** Opening TASK INPUT block **

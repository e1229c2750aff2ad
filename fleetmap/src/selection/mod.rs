//! Tap handling for marker selection.
//!
//! Each entity has two states, selected and unselected, and the only
//! transition is a tap that hits its marker. A tap that hits nothing
//! changes nothing.
//!
//! Hit testing projects each marker anchor with the current [`Viewport`]
//! and checks the tap against the marker's icon box. Markers later in draw
//! order sit on top, so they are tested first.

use std::fmt;
use std::str::FromStr;

use crate::geo::{ScreenPoint, Viewport};
use crate::store::{EntityId, FeatureStore, TrackedEntity};

/// How a hit changes the other selections.
#[derive(Debug, Clone, Copy, PartialEq, Eq, Default)]
pub enum SelectionMode {
    /// Each marker toggles independently.
    #[default]
    Multiple,
    /// Selecting a marker deselects every other marker first.
    Single,
}

impl SelectionMode {
    pub fn as_str(&self) -> &'static str {
        match self {
            SelectionMode::Multiple => "multiple",
            SelectionMode::Single => "single",
        }
    }
}

impl fmt::Display for SelectionMode {
    fn fmt(&self, f: &mut fmt::Formatter<'_>) -> fmt::Result {
        f.write_str(self.as_str())
    }
}

impl FromStr for SelectionMode {
    type Err = String;

    fn from_str(s: &str) -> Result<Self, Self::Err> {
        match s.trim().to_lowercase().as_str() {
            "multiple" | "multi" => Ok(SelectionMode::Multiple),
            "single" => Ok(SelectionMode::Single),
            other => Err(format!(
                "unknown selection mode '{}' (expected multiple or single)",
                other
            )),
        }
    }
}

/// Default marker icon width in pixels.
pub const DEFAULT_MARKER_WIDTH: f64 = 32.0;

/// Default marker icon height in pixels.
pub const DEFAULT_MARKER_HEIGHT: f64 = 32.0;

/// Default vertical icon offset: the pin is drawn 8px above its anchor.
pub const DEFAULT_MARKER_OFFSET_Y: f64 = -8.0;

/// Screen-space box of a marker icon relative to its projected anchor.
#[derive(Debug, Clone, Copy, PartialEq)]
pub struct MarkerHitBox {
    pub width: f64,
    pub height: f64,
    /// Horizontal offset of the icon center from the anchor.
    pub offset_x: f64,
    /// Vertical offset of the icon center from the anchor.
    pub offset_y: f64,
}

impl Default for MarkerHitBox {
    fn default() -> Self {
        Self {
            width: DEFAULT_MARKER_WIDTH,
            height: DEFAULT_MARKER_HEIGHT,
            offset_x: 0.0,
            offset_y: DEFAULT_MARKER_OFFSET_Y,
        }
    }
}

impl MarkerHitBox {
    pub fn new(width: f64, height: f64) -> Self {
        Self {
            width,
            height,
            ..Default::default()
        }
    }

    pub fn with_offset(mut self, offset_x: f64, offset_y: f64) -> Self {
        self.offset_x = offset_x;
        self.offset_y = offset_y;
        self
    }

    /// Whether `tap` falls inside the icon drawn at `anchor`.
    pub fn contains(&self, anchor: ScreenPoint, tap: ScreenPoint) -> bool {
        let center = anchor.offset(self.offset_x, self.offset_y);
        (tap.x - center.x).abs() <= self.width / 2.0
            && (tap.y - center.y).abs() <= self.height / 2.0
    }
}

/// Result of a tap.
#[derive(Debug, Clone, PartialEq, Eq)]
pub enum TapOutcome {
    /// A marker was hit; `selected` is its state after the toggle.
    Hit { id: EntityId, selected: bool },
    /// No marker under the tap; nothing changed.
    Miss,
}

impl TapOutcome {
    pub fn is_hit(&self) -> bool {
        matches!(self, TapOutcome::Hit { .. })
    }
}

/// Resolves taps to markers and toggles their selection.
#[derive(Debug, Clone, Copy, Default)]
pub struct SelectionController {
    mode: SelectionMode,
    hit_box: MarkerHitBox,
}

impl SelectionController {
    pub fn new(mode: SelectionMode, hit_box: MarkerHitBox) -> Self {
        Self { mode, hit_box }
    }

    pub fn mode(&self) -> SelectionMode {
        self.mode
    }

    pub fn hit_box(&self) -> &MarkerHitBox {
        &self.hit_box
    }

    /// Topmost marker under `point`, if any.
    pub fn hit_test<'a>(
        &self,
        store: &'a FeatureStore,
        viewport: &Viewport,
        point: ScreenPoint,
    ) -> Option<&'a TrackedEntity> {
        store
            .entities()
            .iter()
            .rev()
            .find(|entity| self.hit_box.contains(viewport.project(entity.position), point))
    }

    /// Apply a tap: toggle the hit marker, or do nothing on a miss.
    pub fn tap(
        &self,
        store: &mut FeatureStore,
        viewport: &Viewport,
        point: ScreenPoint,
    ) -> TapOutcome {
        let Some(id) = self
            .hit_test(store, viewport, point)
            .map(|entity| entity.id.clone())
        else {
            return TapOutcome::Miss;
        };

        let selected = match store.toggle(id.as_str()) {
            Some(selected) => selected,
            None => return TapOutcome::Miss,
        };

        if selected && self.mode == SelectionMode::Single {
            store.deselect_all_except(id.as_str());
        }

        TapOutcome::Hit { id, selected }
    }
}
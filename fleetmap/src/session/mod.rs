//! The map session: polling, merging, selection and redraws.
//!
//! A [`MapSession`] owns the [`FeatureStore`](crate::store::FeatureStore)
//! and is its only writer. Fetch results, taps and visibility changes all
//! arrive on the session task and are applied one at a time, so a merge and
//! a toggle never race.
//!
//! # Architecture
//!
//! ```text
//!  SessionHandle ──commands──►┌──────────────────────────┐
//!                             │        MapSession        │──redraw──► MapRenderer
//!  PollSchedule tick ────────►│  FeatureStore            │
//!                             │  SelectionController     │──submit──► ExportQueue
//!  fetch task ────results────►│  Viewport                │
//!       ▲                     └────────────┬─────────────┘
//!       └──────────── spawn (child token) ─┘
//! ```
//!
//! # Example
//!
//! ```ignore
//! use fleetmap::session::{MapSession, SessionConfig};
//!
//! let (session, handle) = MapSession::new(SessionConfig::default(), source, renderer);
//! let shutdown = CancellationToken::new();
//! tokio::spawn(session.run(shutdown.clone()));
//!
//! let outcome = handle.tap(ScreenPoint::new(540.0, 960.0)).await?;
//! ```

mod config;
mod error;
mod handle;
mod map_session;
mod poller;

pub use config::{
    SessionConfig, DEFAULT_COMMAND_CHANNEL_CAPACITY, DEFAULT_POLL_INTERVAL_MS,
    MIN_POLL_INTERVAL_MS,
};
pub use error::SessionError;
pub use handle::{SessionCommand, SessionHandle, SessionSnapshot};
pub use map_session::MapSession;
pub use poller::{PollSchedule, TickAction};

** Closing TASK INPUT block **

EXERCISE GOAL:
Nothing may change. Retype all of the entries.

RESULT OF THIS TASK:
repository e1229c2750aff2ad
filename fleetmap/src/selection/mod.rs
//! Tap handling for marker selection.
//!
//! Each entity has two states, selected and unselected, and the only
//! transition is a tap that hits its marker. A tap that hits nothing
//! changes nothing.
//!
//! Hit testing projects each marker anchor with the current [`Viewport`]
//! and checks the tap against the marker's icon box. Markers later in draw
//! order sit on top, so they are tested first.

use std::fmt;
use std::str::FromStr;

use crate::geo::{ScreenPoint, Viewport};
use crate::store::{EntityId, FeatureStore, TrackedEntity};

/// How a hit changes the other selections.
#[derive(Debug, Clone, Copy, PartialEq, Eq, Default)]
pub enum SelectionMode {
    /// Each marker toggles independently.
    #[default]
    Multiple,
    /// Selecting a marker deselects every other marker first.
    Single,
}

impl SelectionMode {
    pub fn as_str(&self) -> &'static str {
        match self {
            SelectionMode::Multiple => "multiple",
            SelectionMode::Single => "single",
        }
    }
}

impl fmt::Display for SelectionMode {
    fn fmt(&self, f: &mut fmt::Formatter<'_>) -> fmt::Result {
        f.write_str(self.as_str())
    }
}

impl FromStr for SelectionMode {
    type Err = String;

    fn from_str(s: &str) -> Result<Self, Self::Err> {
        match s.trim().to_lowercase().as_str() {
            "multiple" | "multi" => Ok(SelectionMode::Multiple),
            "single" => Ok(SelectionMode::Single),
            other => Err(format!(
                "unknown selection mode '{}' (expected multiple or single)",
                other
            )),
        }
    }
}

/// Default marker icon width in pixels.
pub const DEFAULT_MARKER_WIDTH: f64 = 32.0;

/// Default marker icon height in pixels.
pub const DEFAULT_MARKER_HEIGHT: f64 = 32.0;

/// Default vertical icon offset: the pin is drawn 8px above its anchor.
pub const DEFAULT_MARKER_OFFSET_Y: f64 = -8.0;

/// Screen-space box of a marker icon relative to its projected anchor.
#[derive(Debug, Clone, Copy, PartialEq)]
pub struct MarkerHitBox {
    pub width: f64,
    pub height: f64,
    /// Horizontal offset of the icon center from the anchor.
    pub offset_x: f64,
    /// Vertical offset of the icon center from the anchor.
    pub offset_y: f64,
}

impl Default for MarkerHitBox {
    fn default() -> Self {
        Self {
            width: DEFAULT_MARKER_WIDTH,
            height: DEFAULT_MARKER_HEIGHT,
            offset_x: 0.0,
            offset_y: DEFAULT_MARKER_OFFSET_Y,
        }
    }
}

impl MarkerHitBox {
    pub fn new(width: f64, height: f64) -> Self {
        Self {
            width,
            height,
            ..Default::default()
        }
    }

    pub fn with_offset(mut self, offset_x: f64, offset_y: f64) -> Self {
        self.offset_x = offset_x;
        self.offset_y = offset_y;
        self
    }

    /// Whether `tap` falls inside the icon drawn at `anchor`.
    pub fn contains(&self, anchor: ScreenPoint, tap: ScreenPoint) -> bool {
        let center = anchor.offset(self.offset_x, self.offset_y);
        (tap.x - center.x).abs() <= self.width / 2.0
            && (tap.y - center.y).abs() <= self.height / 2.0
    }
}

/// Result of a tap.
#[derive(Debug, Clone, PartialEq, Eq)]
pub enum TapOutcome {
    /// A marker was hit; `selected` is its state after the toggle.
    Hit { id: EntityId, selected: bool },
    /// No marker under the tap; nothing changed.
    Miss,
}

impl TapOutcome {
    pub fn is_hit(&self) -> bool {
        matches!(self, TapOutcome::Hit { .. })
    }
}

/// Resolves taps to markers and toggles their selection.
#[derive(Debug, Clone, Copy, Default)]
pub struct SelectionController {
    mode: SelectionMode,
    hit_box: MarkerHitBox,
}

impl SelectionController {
    pub fn new(mode: SelectionMode, hit_box: MarkerHitBox) -> Self {
        Self { mode, hit_box }
    }

    pub fn mode(&self) -> SelectionMode {
        self.mode
    }

    pub fn hit_box(&self) -> &MarkerHitBox {
        &self.hit_box
    }

    /// Topmost marker under `point`, if any.
    pub fn hit_test<'a>(
        &self,
        store: &'a FeatureStore,
        viewport: &Viewport,
        point: ScreenPoint,
    ) -> Option<&'a TrackedEntity> {
        store
            .entities()
            .iter()
            .rev()
            .find(|entity| self.hit_box.contains(viewport.project(entity.position), point))
    }

    /// Apply a tap: toggle the hit marker, or do nothing on a miss.
    pub fn tap(
        &self,
        store: &mut FeatureStore,
        viewport: &Viewport,
        point: ScreenPoint,
    ) -> TapOutcome {
        let Some(id) = self
            .hit_test(store, viewport, point)
            .map(|entity| entity.id.clone())
        else {
            return TapOutcome::Miss;
        };

        let selected = match store.toggle(id.as_str()) {
            Some(selected) => selected,
            None => return TapOutcome::Miss,
        };

        if selected && self.mode == SelectionMode::Single {
            store.deselect_all_except(id.as_str());
        }

        TapOutcome::Hit { id, selected }
    }
}
filename fleetmap/src/session/mod.rs
//! The map session: polling, merging, selection and redraws.
//!
//! A [`MapSession`] owns the [`FeatureStore`](crate::store::FeatureStore)
//! and is its only writer. Fetch results, taps and visibility changes all
//! arrive on the session task and are applied one at a time, so a merge and
//! a toggle never race.
//!
//! # Architecture
//!
//! ```text
//!  SessionHandle ──commands──►┌──────────────────────────┐
//!                             │        MapSession        │──redraw──► MapRenderer
//!  PollSchedule tick ────────►│  FeatureStore            │
//!                             │  SelectionController     │──submit──► ExportQueue
//!  fetch task ────results────►│  Viewport                │
//!       ▲                     └────────────┬─────────────┘
//!       └──────────── spawn (child token) ─┘
//! ```
//!
//! # Example
//!
//! ```ignore
//! use fleetmap::session::{MapSession, SessionConfig};
//!
//! let (session, handle) = MapSession::new(SessionConfig::default(), source, renderer);
//! let shutdown = CancellationToken::new();
//! tokio::spawn(session.run(shutdown.clone()));
//!
//! let outcome = handle.tap(ScreenPoint::new(540.0, 960.0)).await?;
//! ```

mod config;
mod error;
mod handle;
mod map_session;
mod poller;

pub use config::{
    SessionConfig, DEFAULT_COMMAND_CHANNEL_CAPACITY, DEFAULT_POLL_INTERVAL_MS,
    MIN_POLL_INTERVAL_MS,
};
pub use error::SessionError;
pub use handle::{SessionCommand, SessionHandle, SessionSnapshot};
pub use map_session::MapSession;
pub use poller::{PollSchedule, TickAction};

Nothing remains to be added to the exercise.